On the overwhelming feel of his installations, Jason Rhoades remarked to an interviewer: “I think people should be overwhelmed. I think it should shut you down; it should make you give up something. I think you should come to a work of art and be able to offer it something and be able to stand here with it and just say, ‘yeah, I’m prostrating myself, I’m giving in to you.’”1 Basically, the point of art—or Jason Rhoades’ art—is to be thrown into a situation and yield to it; what the sculptures solicit is participation, even if that mostly implies staring in from the outside and feeling other to the party. It is an experience akin to watching porn, being slapped (the adage being that you can’t think and be hit at the same time,) or feeling vertiginous in the centre of a soirée. Debauched, dissociative, virile, seductive, vain: Rhoades pushes the viewer into a Brahms and Liszt (read: pissed) blur between thought and action, wherein being slapped can stand surrogate for an idea and the instinctual is shot up with new use value. There, Rhoades finds his working space: a k-hole-esque state of dissociation where subjectivity runs off only to consecrate in assemblage, sculpture-as-situation.

In Hauser & Wirth’s current exhibition, Jason Rhoades Installations 1994-2006, you move from the leisure economy of the blue-chip courtyard into a maze of six of the artist’s major works placed back to back such dizzying brio. Rhoades’s appeal for his public to be thrown is particularly true upon first entry, at least mine, where hay-blond clusters of modular furniture could be on loan from zero-degree porn sets, set in the idyll of Ingvar Kamprad’s Sweden. The nubile bathroom cabinets, shelving systems, and makeshift appliances of Rhoades’s Swedish Erotica and Fiero Parts (1994) are stacked and wrapped in legal paper the customary color of buttery Swedes, straight-out braid-bearing Joe Sarno films. Which, by the way, in researching Scandis, whose libido might match the Fiero’s verve, led me (and apparently Chris Kraus2) to Vilgot Sjöman’s pre-Seduction of Inga movie I Am Curious (Yellow) (1967). The cultish feature is described by one online commentator as “extremely boring: 2 hours of discussions on Swedish Socialism and 2 minutes of sex on a balcony,” (consensus politics arguably the reason why Scandinavia lost its mojo after the ‘70s,) yet finishes in a still of a legal-pad-haired Lena Nyman sitting cross-legged on the ground, in front of a flashy yellow sports car. It’s not a Fiero, but the visual pun hits home.
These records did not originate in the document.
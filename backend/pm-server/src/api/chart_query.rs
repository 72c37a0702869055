use crate::{ApiError, ApiResult};

use pm_config::MAX_VELOCITY_ITERATIONS;
use pm_core::MeasurementMode;

use std::str::FromStr;

use serde::Deserialize;

/// Query parameters shared by the per-iteration charts
#[derive(Debug, Default, Deserialize)]
pub struct ChartQuery {
    /// `item_count` (default) or `weighted_points`
    pub mode: Option<String>,
}

impl ChartQuery {
    pub fn measurement_mode(&self) -> ApiResult<MeasurementMode> {
        parse_mode(self.mode.as_deref())
    }
}

/// Query parameters for the board velocity chart
#[derive(Debug, Default, Deserialize)]
pub struct VelocityQuery {
    pub mode: Option<String>,
    /// Number of recently closed iterations to include, checked by `iteration_count`
    pub count: Option<String>,
}

impl VelocityQuery {
    pub fn measurement_mode(&self) -> ApiResult<MeasurementMode> {
        parse_mode(self.mode.as_deref())
    }

    pub fn iteration_count(&self) -> ApiResult<Option<u32>> {
        let Some(raw) = self.count.as_deref() else {
            return Ok(None);
        };

        match raw.trim().parse::<u32>() {
            Ok(count) if (1..=MAX_VELOCITY_ITERATIONS).contains(&count) => Ok(Some(count)),
            _ => Err(ApiError::validation(
                format!(
                    "count must be a whole number between 1 and {}, got '{}'",
                    MAX_VELOCITY_ITERATIONS, raw
                ),
                "count",
            )),
        }
    }
}

fn parse_mode(mode: Option<&str>) -> ApiResult<MeasurementMode> {
    match mode {
        None => Ok(MeasurementMode::default()),
        Some(value) => Ok(MeasurementMode::from_str(value)?),
    }
}
use pm_metrics::MetricsService;

use metrics_exporter_prometheus::PrometheusHandle;
use sqlx::SqlitePool;

/// Shared state for every request handler
#[derive(Clone)]
pub struct AppState {
    pub pool: SqlitePool,
    pub metrics: MetricsService,
    /// Set when the Prometheus recorder is installed
    pub prometheus: Option<PrometheusHandle>,
}

impl AppState {
    pub fn new(pool: SqlitePool, metrics: MetricsService) -> Self {
        Self {
            pool,
            metrics,
            prometheus: None,
        }
    }

    pub fn with_prometheus(mut self, handle: PrometheusHandle) -> Self {
        self.prometheus = Some(handle);
        self
    }
}
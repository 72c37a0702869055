//! SQLite-backed collaborators over the pm-db repositories.

use crate::{
    BoardSource, ColumnSource, EventLog, IterationSource, MetricsResult, MetricsSources,
    SnapshotStore, WorkItemSource,
};

use pm_core::{AuditEvent, Board, Column, DailyMetricsSnapshot, Iteration, WorkItem};
use pm_db::{
    AuditEventRepository, BoardRepository, ColumnRepository, IterationRepository,
    MetricsSnapshotRepository, WorkItemRepository,
};

use std::sync::Arc;

use async_trait::async_trait;
use chrono::{DateTime, Utc};
use sqlx::SqlitePool;
use uuid::Uuid;

impl MetricsSources {
    pub fn sqlite(pool: SqlitePool) -> Self {
        Self {
            boards: Arc::new(BoardRepository::new(pool.clone())),
            iterations: Arc::new(IterationRepository::new(pool.clone())),
            work_items: Arc::new(WorkItemRepository::new(pool.clone())),
            columns: Arc::new(ColumnRepository::new(pool.clone())),
            events: Arc::new(AuditEventRepository::new(pool.clone())),
            snapshots: Arc::new(MetricsSnapshotRepository::new(pool)),
        }
    }
}

#[async_trait]
impl BoardSource for BoardRepository {
    async fn find_board(&self, id: Uuid) -> MetricsResult<Option<Board>> {
        Ok(self.find_by_id(id).await?)
    }
}

#[async_trait]
impl IterationSource for IterationRepository {
    async fn find_iteration(&self, id: Uuid) -> MetricsResult<Option<Iteration>> {
        Ok(self.find_by_id(id).await?)
    }

    async fn find_recently_closed(
        &self,
        board_id: Uuid,
        limit: i64,
        offset: i64,
    ) -> MetricsResult<Vec<Iteration>> {
        Ok(IterationRepository::find_recently_closed(self, board_id, limit, offset).await?)
    }

    async fn find_active(&self) -> MetricsResult<Vec<Iteration>> {
        Ok(IterationRepository::find_active(self).await?)
    }
}

#[async_trait]
impl WorkItemSource for WorkItemRepository {
    async fn find_by_iteration(&self, iteration_id: Uuid) -> MetricsResult<Vec<WorkItem>> {
        Ok(WorkItemRepository::find_by_iteration(self, iteration_id).await?)
    }
}

#[async_trait]
impl ColumnSource for ColumnRepository {
    async fn find_by_board(&self, board_id: Uuid) -> MetricsResult<Vec<Column>> {
        Ok(ColumnRepository::find_by_board(self, board_id).await?)
    }
}

#[async_trait]
impl EventLog for AuditEventRepository {
    async fn find_work_item_events(
        &self,
        board_id: Uuid,
        start: DateTime<Utc>,
        end: DateTime<Utc>,
        limit: i64,
    ) -> MetricsResult<Vec<AuditEvent>> {
        Ok(self
            .find_work_item_events_for_board(board_id, start, end, limit)
            .await?)
    }
}

#[async_trait]
impl SnapshotStore for MetricsSnapshotRepository {
    async fn find_snapshots(&self, iteration_id: Uuid) -> MetricsResult<Vec<DailyMetricsSnapshot>> {
        Ok(self.find_by_iteration(iteration_id).await?)
    }

    async fn find_latest_snapshot(
        &self,
        iteration_id: Uuid,
    ) -> MetricsResult<Option<DailyMetricsSnapshot>> {
        Ok(self.find_latest_by_iteration(iteration_id).await?)
    }

    async fn upsert_snapshot(&self, snapshot: &DailyMetricsSnapshot) -> MetricsResult<()> {
        Ok(self.upsert(snapshot).await?)
    }
}
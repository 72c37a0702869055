use crate::{
    AppState, get_burn_down, get_burn_up, get_cumulative_flow, get_velocity, health,
    record_snapshot,
};

use axum::{
    Router,
    routing::{get, post},
};
use tower_http::cors::{Any, CorsLayer};

/// Build the application router
pub fn build_router(state: AppState) -> Router {
    // Configure CORS for the board frontend
    let cors = CorsLayer::new()
        .allow_origin(Any)
        .allow_methods(Any)
        .allow_headers(Any);

    Router::new()
        // Chart endpoints
        .route("/api/v1/iterations/{id}/burndown", get(get_burn_down))
        .route("/api/v1/iterations/{id}/burnup", get(get_burn_up))
        .route(
            "/api/v1/iterations/{id}/cumulative-flow",
            get(get_cumulative_flow),
        )
        .route("/api/v1/iterations/{id}/snapshots", post(record_snapshot))
        .route("/api/v1/boards/{id}/velocity", get(get_velocity))
        // Health and monitoring
        .route("/health", get(health::health_check))
        .route("/live", get(health::liveness_check))
        .route("/ready", get(health::readiness_check))
        .route("/metrics", get(health::prometheus_metrics))
        .with_state(state)
        .layer(cors)
}
use crate::{ColumnBreakdown, MeasurementMode};

use std::collections::BTreeMap;

use chrono::{DateTime, NaiveDate, Utc};
use serde::{Deserialize, Serialize};
use uuid::Uuid;

/// Aggregate rollup of an iteration on one calendar day.
///
/// At most one exists per `(iteration_id, snapshot_date)`.
#[derive(Debug, Clone, PartialEq, Serialize, Deserialize)]
pub struct DailyMetricsSnapshot {
    pub id: Uuid,
    pub iteration_id: Uuid,
    pub snapshot_date: NaiveDate,

    pub total_count: i64,
    pub completed_count: i64,
    pub total_points: i64,
    pub completed_points: i64,

    pub columns: BTreeMap<Uuid, ColumnBreakdown>,

    pub created_at: DateTime<Utc>,
}

impl DailyMetricsSnapshot {
    pub fn new(iteration_id: Uuid, snapshot_date: NaiveDate) -> Self {
        Self {
            id: Uuid::new_v4(),
            iteration_id,
            snapshot_date,
            total_count: 0,
            completed_count: 0,
            total_points: 0,
            completed_points: 0,
            columns: BTreeMap::new(),
            created_at: Utc::now(),
        }
    }

    /// A column's value on this day; columns absent from the breakdown are 0
    pub fn column_value(&self, column_id: Uuid, mode: MeasurementMode) -> i64 {
        self.columns
            .get(&column_id)
            .map(|breakdown| breakdown.value(mode))
            .unwrap_or(0)
    }
}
This image shatters into hundreds of metonymous objects—pale rays, if you may—all from a smiling, Sylvia Plath-esque photograph of his golden-blonde mother, lemony Christian Dior socks, buckets of pee-colored paint to burnt orange sponges and aluminum foil decor. Each thing doubles like Cockney slang, in the way in which bottle and glass becomes slang for arse; the stuff substitutes for meaning, becoming metonymically associated through Rhoades’ cataracting thoughts. What you are giving up, if Rhoades’ desires are to be fulfilled, is control. Surely, there is an indulgence to Swedish Erotica, as well as installations like My Brother/Brancuzi (1995), as the eye selects its own routes; the viewer parses through the installations finding their own points of pleasure. Still, the subtractive, cardboard pavé, just as the wooden crates and mini donuts bring you to your knees with force—and designation—implying Rhoades’ stronghand in the whole act.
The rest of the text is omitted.